Hi, I would like to obtain a pileup (from a bam file) that also includes the read names. samtools mpileup command only gives the bases: samtools mpileup --positions ctg2.bed -f reference_genomic2.fasta reads.bam ctg2_left_rc 177692 C 53 ,,.,.,..,....,...,,,,.....,.............AAAAAAAAAaaaa ]]]]]]]]]]]]]]]]]]]]]]]]]]]]]]]]]]]O]]]]]]]]]]]]]]]]]
ctg2_left_rc 177721 T 55 ,,,.,.,.,....,...,,,,....,.........*.CCCCCCCCCCcccc ]]]]]]]]]]]K]]]]]]]]]]]R]]]L]]]]]]]]]]]]]]]]]]]]N]]]]]]
Checking in the IGV browser, I saw that samtools mpileup correctly identified the deletions in the reads (with '*')
Since I need the read names and could not find a suitable command in samtools, I wrote a script in python, using pysam (I am a newbie in both). However, it is not correctly handling indels, and instead of reporting them with '*' as samtools mpileup, it gives the previous base.

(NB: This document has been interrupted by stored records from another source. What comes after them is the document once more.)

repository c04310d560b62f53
pub mod admin;
pub mod client_ip;
pub mod rate_limit;
pub mod request_id;
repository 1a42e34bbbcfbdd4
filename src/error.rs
use axum::{
    http::StatusCode,
    response::{IntoResponse, Response},
    Json,
};
use serde_json::json;

use crate::models::{SourceKind, SyncState};

/// Application-level errors
#[derive(thiserror::Error, Debug)]
pub enum AppError {
    #[error("HTTP client error: {0}")]
    HttpClient(#[from] reqwest::Error),

    #[error("{kind} source fetch failed: {message}")]
    SourceFetch { kind: SourceKind, message: String },

    #[error("Catalog credentials are missing")]
    MissingCredentials,

    #[error("Catalog orchestration failed: {0}")]
    Orchestration(String),

    #[error("Catalog sync was cancelled")]
    Cancelled,

    #[error("Catalog is not ready (state: {0})")]
    NotReady(SyncState),

    #[error("Not found: {0}")]
    NotFound(String),

    #[error("Invalid input: {0}")]
    InvalidInput(String),
}

impl AppError {
    /// Errors that flip the sync gate to `Failed`
    pub fn is_orchestration(&self) -> bool {
        matches!(self, AppError::MissingCredentials | AppError::Orchestration(_))
    }
}

impl IntoResponse for AppError {
    fn into_response(self) -> Response {
        let (status, message) = match self {
            AppError::NotFound(msg) => (StatusCode::NOT_FOUND, msg),
            AppError::InvalidInput(msg) => (StatusCode::BAD_REQUEST, msg),
            AppError::NotReady(_) => (StatusCode::CONFLICT, self.to_string()),
            AppError::HttpClient(_) | AppError::SourceFetch { .. } => {
                (StatusCode::BAD_GATEWAY, self.to_string())
            }
            AppError::MissingCredentials
            | AppError::Orchestration(_)
            | AppError::Cancelled => (StatusCode::INTERNAL_SERVER_ERROR, self.to_string()),
        };

        let body = Json(json!({
            "error": message
        }));

        (status, body).into_response()
    }
}

pub type AppResult<T> = Result<T, AppError>;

My script follows; any suggestion will be greatly appreciated.
the command line: samtools_view.py --bam reads.bam --fasta reference_genomic2.fasta --chr ctg2_left_rc --start 177721 --end 177722
the script:
#! /usr/local/bin/python2.7
import pysam
import argparse
parser = argparse.ArgumentParser(description='usage: python samtools_view.py --bam reads.bam --fasta reference_genomic.fasta --chr ctg2_right --start 100140 --end 100142 ')

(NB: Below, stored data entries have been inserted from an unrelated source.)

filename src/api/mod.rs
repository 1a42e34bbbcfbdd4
mod handlers;
mod routes;
mod state;

pub use routes::create_router;
pub use state::{AppState, AppStateInner};
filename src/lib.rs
pub mod api;
pub mod config;
pub mod error;
pub mod models;
pub mod services;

parser.add_argument('--bam', help='Input bam file name',required=True)
parser.add_argument('--fasta', help='Input reference fasta file name',required=True)
parser.add_argument('--chr',help='target contig or chromosome', required=True)
parser.add_argument('--start',help='target region start (bp)', required=True)
parser.add_argument('--end',help='target region end (bp)', required=True)
args = parser.parse_args()
args.start = int(args.start)
args.end = int(args.end)
samfile = pysam.AlignmentFile(args.bam, "rb")
fastafile = pysam.FastaFile( args.fasta )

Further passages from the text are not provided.